Whist this is helpful to any Tenant planning not to pay rent or other payments due under their lease insofar as they will not suffer forfeiture and be evicted, it should be noted that the contractual obligation to continue paying rent and all other costs due under the lease remains and Landlords will still be able to take action to recover any payments due under the lease that are in arrears.

Do I still need to pay instalments of Community Infrastructure Levy (CIL) while the development site is closed?

Payments of the Community Infrastructure Levy (“CIL”) are tied to commencement of development, and where an instalment policy is in place, the instalments are usually tied to periods of time following commencement rather than build out rates. Therefore where a development has commenced, payments of CIL are likely to fall due in respect of a site notwithstanding that the site may have temporarily closed or build out rates have slowed.

New regulations now in force, provide some additional relief for those developers with an annual turnover of £45 million or less.
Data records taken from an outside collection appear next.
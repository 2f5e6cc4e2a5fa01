//! Game rules for tic-tac-toe.
//!
//! Pure functions over [`BoardState`](crate::BoardState). Rules are kept apart
//! from board storage so the engine and the invariants can share them.

mod draw;
mod win;

pub use draw::is_full;
pub use win::{LINES, has_line};
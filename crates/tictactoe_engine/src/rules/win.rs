//! Win detection logic for tic-tac-toe.

use crate::board::BoardState;
use crate::position::Position;
use crate::types::{Cell, Player};

/// The eight winning lines.
pub const LINES: [[Position; 3]; 8] = [
    // Rows
    [Position::TopLeft, Position::TopCenter, Position::TopRight],
    [Position::MiddleLeft, Position::Center, Position::MiddleRight],
    [Position::BottomLeft, Position::BottomCenter, Position::BottomRight],
    // Columns
    [Position::TopLeft, Position::MiddleLeft, Position::BottomLeft],
    [Position::TopCenter, Position::Center, Position::BottomCenter],
    [Position::TopRight, Position::MiddleRight, Position::BottomRight],
    // Diagonals
    [Position::TopLeft, Position::Center, Position::BottomRight],
    [Position::TopRight, Position::Center, Position::BottomLeft],
];

/// Returns true if `player` owns all three cells of any line.
pub fn has_line(board: &BoardState, player: Player) -> bool {
    let mark = Cell::Occupied(player);
    LINES
        .iter()
        .any(|line| line.iter().all(|pos| board.cell(*pos) == mark))
}

#[cfg(test)]
mod tests {
    use super::*;

    fn board_with(marks: &[(Position, Player)]) -> BoardState {
        marks
            .iter()
            .fold(BoardState::new(), |b, (pos, player)| b.with_mark(*pos, *player))
    }

    #[test]
    fn test_no_line_on_empty_board() {
        let board = BoardState::new();
        assert!(!has_line(&board, Player::X));
        assert!(!has_line(&board, Player::O));
    }

    #[test]
    fn test_top_row() {
        let board = board_with(&[
            (Position::TopLeft, Player::X),
            (Position::TopCenter, Player::X),
            (Position::TopRight, Player::X),
        ]);
        assert!(has_line(&board, Player::X));
        assert!(!has_line(&board, Player::O));
    }

    #[test]
    fn test_anti_diagonal() {
        let board = board_with(&[
            (Position::TopRight, Player::O),
            (Position::Center, Player::O),
            (Position::BottomLeft, Player::O),
        ]);
        assert!(has_line(&board, Player::O));
    }

    #[test]
    fn test_incomplete_line() {
        let board = board_with(&[
            (Position::TopLeft, Player::X),
            (Position::TopCenter, Player::X),
            (Position::TopRight, Player::O),
        ]);
        assert!(!has_line(&board, Player::X));
    }

    #[test]
    fn test_every_line_is_detected() {
        for line in LINES {
            let board = board_with(&line.map(|pos| (pos, Player::O)));
            assert!(has_line(&board, Player::O), "line {:?}", line);
        }
    }
}
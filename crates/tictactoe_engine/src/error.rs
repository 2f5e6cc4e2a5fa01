//! Errors returned by the engine.

use crate::position::Position;
use crate::types::{Outcome, Player};

/// Error that can occur when validating or applying a move.
#[derive(Debug, Clone, Copy, PartialEq, Eq, derive_more::Display)]
pub enum RuleError {
    /// The raw index is not in 0-8.
    #[display("Position {} is out of range (must be 0-8)", _0)]
    OutOfRange(i32),

    /// The square at the position is already occupied.
    #[display("Square {} is already occupied", _0)]
    OccupiedCell(Position),

    /// It's not this player's turn.
    #[display("It's {expected}'s turn, not {got}'s")]
    IllegalMove {
        /// Player whose turn it is.
        expected: Player,
        /// Player that attempted the move.
        got: Player,
    },

    /// The game already has an outcome.
    #[display("Game is already over ({})", _0)]
    GameOver(Outcome),
}

impl std::error::Error for RuleError {}

/// Error raised when turning untrusted input into engine types.
#[derive(Debug, Clone, PartialEq, Eq, derive_more::Display)]
pub enum ParseError {
    /// Text that names neither X nor O.
    #[display("Unknown player {:?} (expected X or O)", _0)]
    UnknownPlayer(String),

    /// Text that is neither an index nor a position label.
    #[display("Unknown position {:?}", _0)]
    UnknownPosition(String),

    /// Cells that no legal game could produce.
    #[display("Invalid board: {}", _0)]
    InvalidBoard(String),
}

impl std::error::Error for ParseError {}
//! Single winner invariant.

use super::Invariant;
use crate::board::BoardState;
use crate::rules::has_line;
use crate::types::Player;

/// Invariant: X and O never both own a completed line.
pub struct SingleWinner;

impl Invariant<BoardState> for SingleWinner {
    fn holds(state: &BoardState) -> bool {
        !(has_line(state, Player::X) && has_line(state, Player::O))
    }

    fn description() -> &'static str {
        "At most one player has three in a row"
    }
}
//! Text rendering of the page around the board.

use crate::config::PresentationConfig;
use tictactoe_engine::{BoardState, Outcome, Player, RuleEngine};

/// Header line plus an underline of the same width.
pub fn render_header(config: &PresentationConfig) -> String {
    let title = config.title();
    format!("{}\n{}", title, "=".repeat(title.chars().count()))
}

/// One line per player, marking whose turn it is while the game runs.
pub fn render_player_labels(state: &BoardState) -> String {
    let in_progress = RuleEngine::status(state) == Outcome::InProgress;
    [Player::X, Player::O]
        .into_iter()
        .map(|player| {
            if in_progress && state.turn() == player {
                format!("Player {}  <- to move", player)
            } else {
                format!("Player {}", player)
            }
        })
        .collect::<Vec<_>>()
        .join("\n")
}

/// Footer line with the configured link.
pub fn render_footer(config: &PresentationConfig) -> String {
    format!("Learn more: {}", config.footer_link())
}

/// Header, labels (when enabled) and board, separated by blank lines.
pub fn render_screen(config: &PresentationConfig, state: &BoardState) -> String {
    let mut sections = vec![render_header(config)];
    if *config.show_labels() {
        sections.push(render_player_labels(state));
    }
    sections.push(state.to_string());
    sections.join("\n\n")
}
//! Tic-tac-toe game-state engine.
//!
//! The engine is split into an immutable [`BoardState`] value and a stateless
//! [`RuleEngine`] that validates moves and classifies positions.
//!
//! # Example
//!
//! ```
//! use tictactoe_engine::{BoardState, Outcome, Player, RuleEngine};
//!
//! let state = BoardState::new();
//! let state = RuleEngine::apply_move(&state, 4, Player::X)?;
//! assert_eq!(state.turn(), Player::O);
//! assert_eq!(RuleEngine::status(&state), Outcome::InProgress);
//! # Ok::<(), tictactoe_engine::RuleError>(())
//! ```

#![warn(missing_docs)]
#![forbid(unsafe_code)]

mod action;
mod board;
mod engine;
mod error;
mod invariants;
mod position;
mod rules;
mod types;

pub use action::Move;
pub use board::BoardState;
pub use engine::{ReplayError, RuleEngine};
pub use error::{ParseError, RuleError};
pub use invariants::{
    BalancedMarks, BoardInvariants, Invariant, InvariantSet, InvariantViolation, NoMovesAfterWin,
    SingleWinner, TurnMatchesMarks,
};
pub use position::Position;
pub use rules::{LINES, has_line, is_full};
pub use types::{Cell, Outcome, Player};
Such relief will allow the Council to defer payments, disapply late interest charges, and refund late interest charges that have already been levied since 21 March 2020.

For those developers that cannot benefit from the new provisions, unless a Council has adopted an exceptional circumstances relief policy the regulations do not provide for any relief to be provided in instances where payment of CIL will create viability issues. Most Councils have not adopted such a policy, and in those circumstances the CIL liability will remain due in accordance with the payment schedule on the demand notice.

Councils are at liberty to amend their instalment policies in accordance with their own internal procedures, and the Government is encouraging Councils to explore this option to provide some relief to developers. However this will only assist in respect of any prospective instalments where the development commences after the new instalment policy has been adopted.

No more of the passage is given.